The Christchurch massacre has prompted many to reflect on the times we live in.

We have started to recognise that the culpability for this act of right-wing terrorism lies not only with the immediate perpetrator but also with all those politicians and opinion shapers who have used racism and Islamophobia to divide society and incite violence.

But why have so many of these powerful people been systematically doing this all around the world?

Because there is a powerful economic motive to do so.

We are living through the shit end of nearly four decades of a global “free market” drive by the corporate rich that has made them grossly richer and the rest of us weaker, poorer and more insecure.

The only way they can manage these stresses is to systematically divide the 99%, and set us against each other.

I put “free market” in inverted commas because markets have only been selectively freed up to suit the interests of the big corporations which continue to monopolise all areas of the global economy.

Fundamentally, pitting the exploited against each other is at the heart of the “free market” capitalist offensive (they prefer to call it “reform”). 

Through the systematic outsourcing and casualisation of work, the large corporations that run Australia have managed to shift a majority of workers away from permanent full-time employment. They have also subcontracted the employment of 45% of workers to small and medium enterprises.

This is not only a huge cost saving for the big corporations and but it has also laid the ground for wage stagnation, huge corporate wage theft and the general weakening of workers’ bargaining power.

In a his article in the Journal of Industrial Relations, detailing the impact of neoliberalism on the Australian working class, Josh Bornstein, from labour law firm Maurice Blackburn, said: “The share of economic output distributed to employees in the form of wages and superannuation has declined.

“In 2017, Australian workers received the lowest share of total output since the Australian Bureau of Statistics began gathering quarterly GDP data in the 1950s — just 47% of GDP. That which labour has lost is reflected in an increase in corporate profit share…

“Since 2015, an unprecedented spate of ‘wage theft’ scandals engulfing major firms, including 7-Eleven, Myer, Caltex, Dominos, Woolworths, Coles and many well-known restaurants, suggests that a significant proportion of award workers are not paid their minimum entitlements.

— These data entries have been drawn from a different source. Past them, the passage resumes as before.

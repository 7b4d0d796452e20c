use std::{
    fmt,
    fmt::{Display, Formatter},
    sync::Arc,
};

use crate::coords::{Quadkey, QuadkeyParseError, ZoomLevel};

/// Identifier of a region, e.g. a country or a district. Cheap to clone.
#[derive(Clone, PartialEq, Eq, PartialOrd, Ord, Hash)]
pub struct RegionId(Arc<str>);

impl RegionId {
    pub fn as_str(&self) -> &str {
        &self.0
    }
}

impl From<&str> for RegionId {
    fn from(id: &str) -> Self {
        RegionId(Arc::from(id))
    }
}

impl From<String> for RegionId {
    fn from(id: String) -> Self {
        RegionId(Arc::from(id))
    }
}

impl fmt::Debug for RegionId {
    fn fmt(&self, f: &mut Formatter<'_>) -> fmt::Result {
        write!(f, "R({})", self.0)
    }
}

impl Display for RegionId {
    fn fmt(&self, f: &mut Formatter<'_>) -> fmt::Result {
        f.write_str(&self.0)
    }
}

/// Identity of a fragment: the part of a region which lies within one quad.
#[derive(Clone, PartialEq, Eq, PartialOrd, Ord, Hash)]
pub struct FragmentKey {
    pub region_id: RegionId,
    pub quad: Quadkey,
}

impl FragmentKey {
    pub fn new(region_id: RegionId, quad: Quadkey) -> Self {
        Self { region_id, quad }
    }

    pub fn parse(region_id: &str, quad: &str) -> Result<Self, QuadkeyParseError> {
        Ok(Self::new(region_id.into(), quad.parse()?))
    }

    pub fn zoom(&self) -> ZoomLevel {
        self.quad.zoom_level()
    }
}

impl fmt::Debug for FragmentKey {
    fn fmt(&self, f: &mut Formatter<'_>) -> fmt::Result {
        write!(f, "F({}, {})", self.region_id, self.quad)
    }
}

impl Display for FragmentKey {
    fn fmt(&self, f: &mut Formatter<'_>) -> fmt::Result {
        write!(f, "{}@{}", self.region_id, self.quad)
    }
}
use std::borrow::Cow;

use crate::context::MapContext;

pub mod stage;

/// One step of a tick. Systems are grouped into a [`SystemStage`](stage::SystemStage) and run
/// in the order they were added.
pub trait System: 'static {
    /// Name used in logs and trace spans.
    fn name(&self) -> Cow<'static, str>;

    fn run(&mut self, context: &mut MapContext);
}

pub type BoxedSystem = Box<dyn System>;
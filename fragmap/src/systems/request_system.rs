//! Requests queued fragments at the current zoom level

use std::{
    borrow::Cow,
    collections::{BTreeMap, BTreeSet},
    rc::Rc,
};

use crate::{
    context::MapContext,
    coords::Quadkey,
    environment::Environment,
    fragment::{FragmentKey, RegionId},
    io::{
        inbox::{FetchOutcome, FragmentInbox},
        scheduler::Scheduler,
        FragmentRequest,
    },
    kernel::Kernel,
    tcs::system::System,
};

pub struct RequestSystem<E: Environment> {
    kernel: Rc<Kernel<E>>,
    inbox: FragmentInbox,
}

impl<E: Environment> RequestSystem<E> {
    pub fn new(kernel: &Rc<Kernel<E>>, inbox: FragmentInbox) -> Self {
        Self {
            kernel: kernel.clone(),
            inbox,
        }
    }

    fn dispatch(&self, request: FragmentRequest) -> Result<(), Vec<FragmentKey>> {
        let keys = request_keys(&request);
        let client = self.kernel.source_client().clone();
        let inbox = self.inbox.clone();

        log::info!("fragment request started: {request:?}");
        self.kernel
            .scheduler()
            .schedule(move || async move {
                match client.fetch(&request).await {
                    Ok(fragments) => inbox.push(FetchOutcome::Received(fragments)),
                    Err(e) => {
                        log::error!("{e:?}");
                        inbox.push(FetchOutcome::Failed(request_keys(&request)))
                    }
                }
            })
            .map_err(|e| {
                log::error!("failed to schedule fragment request: {e}");
                keys
            })
    }
}

fn request_keys(request: &FragmentRequest) -> Vec<FragmentKey> {
    request
        .quads
        .iter()
        .map(|quad| FragmentKey::new(request.region_id.clone(), *quad))
        .collect()
}

impl<E: Environment> System for RequestSystem<E> {
    fn name(&self) -> Cow<'static, str> {
        "fragment_request".into()
    }

    #[tracing::instrument(name = "fragment_request", skip_all)]
    fn run(
        &mut self,
        MapContext {
            world,
            view_state,
            settings,
            ..
        }: &mut MapContext,
    ) {
        let zoom = view_state.zoom_level();
        let mut batches: BTreeMap<RegionId, BTreeSet<Quadkey>> = BTreeMap::new();

        while world.streaming.len() < settings.max_concurrent_downloads {
            let Some(key) = world.queue.pop(zoom) else {
                break;
            };
            world.streaming.start_download(key.clone());
            batches.entry(key.region_id).or_default().insert(key.quad);
        }

        for (region_id, quads) in batches {
            let request = FragmentRequest { region_id, quads };
            if let Err(keys) = self.dispatch(request) {
                // Nothing runs for these keys, so they go back to the queue.
                for key in keys {
                    world.streaming.release(&key);
                    world.queue.enqueue(key);
                }
            }
        }
    }
}
//! Admits wanted fragments to the download queue and collects finished downloads.

use std::borrow::Cow;

use crate::{
    context::MapContext,
    fragment::FragmentKey,
    io::inbox::{FetchOutcome, FragmentInbox},
    tcs::system::System,
    view_state::ViewState,
    world::World,
};

pub struct DownloadSystem {
    inbox: FragmentInbox,
}

impl DownloadSystem {
    pub fn new(inbox: FragmentInbox) -> Self {
        Self { inbox }
    }
}

/// Queues `key` unless it is tracked somewhere already.
fn admit(world: &mut World, key: &FragmentKey) -> bool {
    if world.queue.contains(key)
        || world.streaming.contains(key)
        || world.cached.contains(key)
        || world.empty.contains(key)
    {
        return false;
    }
    world.queue.enqueue(key.clone())
}

impl System for DownloadSystem {
    fn name(&self) -> Cow<'static, str> {
        "fragment_download".into()
    }

    #[tracing::instrument(name = "fragment_download", skip_all)]
    fn run(
        &mut self,
        MapContext {
            world, view_state, ..
        }: &mut MapContext,
    ) {
        let obsolete = std::mem::take(&mut world.changes.obsolete);
        for key in &obsolete {
            world.queue.remove(key);
        }
        world.changes.obsolete = obsolete;

        let requested = std::mem::take(&mut world.changes.requested);
        for key in &requested {
            admit(world, key);
        }
        world.changes.requested = requested;

        world.downloaded.clear();
        for outcome in self.inbox.drain() {
            match outcome {
                FetchOutcome::Received(fragments) => {
                    for (key, geometry) in fragments {
                        if world.streaming.is_downloading(&key) {
                            world.downloaded.insert(key, geometry);
                        } else {
                            log::debug!("dropping unexpected response for {key}");
                        }
                    }
                }
                FetchOutcome::Failed(keys) => {
                    log::warn!("download of {} fragments failed", keys.len());
                    for key in keys {
                        requeue_failed(world, view_state, key);
                    }
                }
            }
        }
    }
}

fn requeue_failed(world: &mut World, view_state: &ViewState, key: FragmentKey) {
    if !world.streaming.is_downloading(&key) {
        return;
    }
    world.streaming.release(&key);

    if view_state.is_visible(&key.quad) && world.regions.contains(&key.region_id) {
        admit(world, &key);
    }
}
//! This module handles platform specific code. Depending on the compilation target different
//! parts of this module are used

#[cfg(not(target_arch = "wasm32"))]
pub use noweb::*;

#[cfg(not(target_arch = "wasm32"))]
mod noweb;
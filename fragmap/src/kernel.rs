use crate::{environment::Environment, error::Error, io::source_client::SourceClient};

/// Holds references to core constructs of the engine. Based on the compile-time initialization
/// different implementations for handling asynchronous work or geometry sources are provided
/// through a [`Kernel`].
///
/// An [`Environment`] defines the types which are used.
///
/// A Kernel lives as long as a [FragmentEngine](crate::engine::FragmentEngine) usually. It is
/// shared between the systems which dispatch requests.
pub struct Kernel<E: Environment> {
    scheduler: E::Scheduler,
    source_client: SourceClient<E::GeometryClient>,
}

impl<E: Environment> Kernel<E> {
    pub fn scheduler(&self) -> &E::Scheduler {
        &self.scheduler
    }

    pub fn source_client(&self) -> &SourceClient<E::GeometryClient> {
        &self.source_client
    }
}

/// A convenient builder for [Kernels](Kernel).
pub struct KernelBuilder<E: Environment> {
    scheduler: Option<E::Scheduler>,
    geometry_client: Option<E::GeometryClient>,
}

impl<E: Environment> Default for KernelBuilder<E> {
    fn default() -> Self {
        Self::new()
    }
}

impl<E: Environment> KernelBuilder<E> {
    pub fn new() -> Self {
        Self {
            scheduler: None,
            geometry_client: None,
        }
    }

    pub fn with_scheduler(mut self, scheduler: E::Scheduler) -> Self {
        self.scheduler = Some(scheduler);
        self
    }

    pub fn with_geometry_client(mut self, geometry_client: E::GeometryClient) -> Self {
        self.geometry_client = Some(geometry_client);
        self
    }

    pub fn build(self) -> Result<Kernel<E>, Error> {
        Ok(Kernel {
            scheduler: self.scheduler.ok_or(Error::Missing("scheduler"))?,
            source_client: SourceClient::new(
                self.geometry_client
                    .ok_or(Error::Missing("geometry client"))?,
            ),
        })
    }
}
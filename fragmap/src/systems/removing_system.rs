//! Evicts cached fragments nobody needs once the cache grows beyond its budget.

use std::borrow::Cow;

use crate::{
    context::MapContext, fragment::FragmentKey, tcs::system::System, world::World,
};

pub struct FragmentsRemovingSystem;

impl System for FragmentsRemovingSystem {
    fn name(&self) -> Cow<'static, str> {
        "fragments_removing".into()
    }

    #[tracing::instrument(name = "fragments_removing", skip_all)]
    fn run(
        &mut self,
        MapContext {
            world:
                World {
                    regions,
                    streaming,
                    cached,
                    changes,
                    ..
                },
            view_state,
            settings,
            ..
        }: &mut MapContext,
    ) {
        if !changes.is_changed() {
            return;
        }

        let streaming_zooms = streaming.zooms();
        let candidates: Vec<FragmentKey> = cached
            .keys_by_age()
            .filter(|key| {
                !changes.requested.contains(key)
                    && !regions.is_displayed(key)
                    && !streaming_zooms.contains(&key.zoom())
                    && !view_state.is_visible(&key.quad)
            })
            .cloned()
            .collect();

        if candidates.len() <= settings.cache_size_budget {
            return;
        }

        let excess = candidates.len() - settings.cache_size_budget;
        for key in &candidates[..excess] {
            cached.dispose(key);
        }
        log::debug!("evicted {excess} cached fragments");
    }
}
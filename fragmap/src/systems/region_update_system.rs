//! Tracks which fragments each region still waits for and swaps the displayed fragments of
//! a region once all of them arrived.

use std::{borrow::Cow, collections::BTreeSet};

use crate::{
    context::MapContext,
    coords::ZoomLevel,
    fragment::{emptiness::EmptinessChecker, FragmentKey},
    tcs::system::System,
    view_state::ViewState,
    world::World,
};

pub struct RegionUpdateSystem;

impl RegionUpdateSystem {
    /// Starts collecting at a new zoom level. Every visible fragment at that level is waited
    /// for; those which are cached or known to be empty are ready right away. Fragments which
    /// are tracked nowhere are queued again.
    fn start_zoom(
        world: &mut World,
        view_state: &ViewState,
        emptiness: &dyn EmptinessChecker,
        zoom: ZoomLevel,
    ) {
        log::debug!("collecting fragments for zoom level {zoom}");
        world.pending.reset(zoom);

        let mut seeded = Vec::new();
        for region in world.regions.iter() {
            for quad in view_state.visible_quads() {
                if quad.zoom_level() != zoom || emptiness.is_empty(region.bbox(), quad) {
                    continue;
                }
                seeded.push(FragmentKey::new(region.id().clone(), *quad));
            }
        }

        for key in seeded {
            let arrived = world.cached.contains(&key) || world.empty.contains(&key);
            if !arrived && !world.queue.contains(&key) && !world.streaming.contains(&key) {
                world.queue.enqueue(key.clone());
            }

            let pending = world.pending.get_or_default(&key.region_id);
            pending.add_waiting(key.clone());
            if arrived {
                pending.mark_ready(&key);
            }
        }
    }
}

impl System for RegionUpdateSystem {
    fn name(&self) -> Cow<'static, str> {
        "region_update".into()
    }

    #[tracing::instrument(name = "region_update", skip_all)]
    fn run(
        &mut self,
        MapContext {
            world,
            view_state,
            emptiness,
            ..
        }: &mut MapContext,
    ) {
        world.ready_regions.clear();

        let level = view_state.zoom_level();
        if view_state.is_integer_zoom() && world.pending.zoom() != Some(level) {
            Self::start_zoom(world, view_state, &**emptiness, level);
        }

        let Some(zoom) = world.pending.zoom() else {
            return;
        };
        let at_zoom = |key: &&FragmentKey| key.zoom() == zoom;

        let World {
            regions,
            pending,
            cached,
            changes,
            emitted,
            ready_regions,
            ..
        } = world;

        for key in changes
            .requested
            .iter()
            .chain(changes.known_empty.iter())
            .filter(at_zoom)
        {
            if regions.contains(&key.region_id) {
                pending.get_or_default(&key.region_id).add_waiting(key.clone());
            }
        }

        for key in changes.obsolete.iter().filter(at_zoom) {
            if let Some(fragments) = pending.get_mut(&key.region_id) {
                fragments.remove(key);
            }
        }

        for key in emitted.iter().filter(at_zoom) {
            if let Some(fragments) = pending.get_mut(&key.region_id) {
                fragments.mark_ready(key);
            }
        }

        for (region_id, ready) in pending.take_done() {
            let Some(region) = regions.get_mut(&region_id) else {
                continue;
            };
            let displayed: BTreeSet<FragmentKey> = ready
                .into_iter()
                .filter(|key| cached.contains(key))
                .collect();
            log::info!(
                "region {region_id} is ready, displaying {} fragments",
                displayed.len()
            );
            region.replace_displayed(displayed);
            ready_regions.push(region_id);
        }
    }
}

“It is apparent from the scale of abuses that have been exposed that business models have been constructed that rely on the systemic underpayment of award workers. Underpayment is particularly acute in some franchise operations and parts of the hospitality and food processing sectors. A significant proportion of its victims are temporary migrant workers, a particularly vulnerable segment of the workforce.”

Not content with the super exploitation of migrant workers, the corporate rich and their politicians and media hacks are now trying to blame recent migrant workers for the pain and insecurity so many workers experience.

This is why violent racism and misogyny is on the rise: it is in the grubby material interests of the corporate rich.

When it comes to increasing their profits and market share, history tells us, they have absolutely no scruples.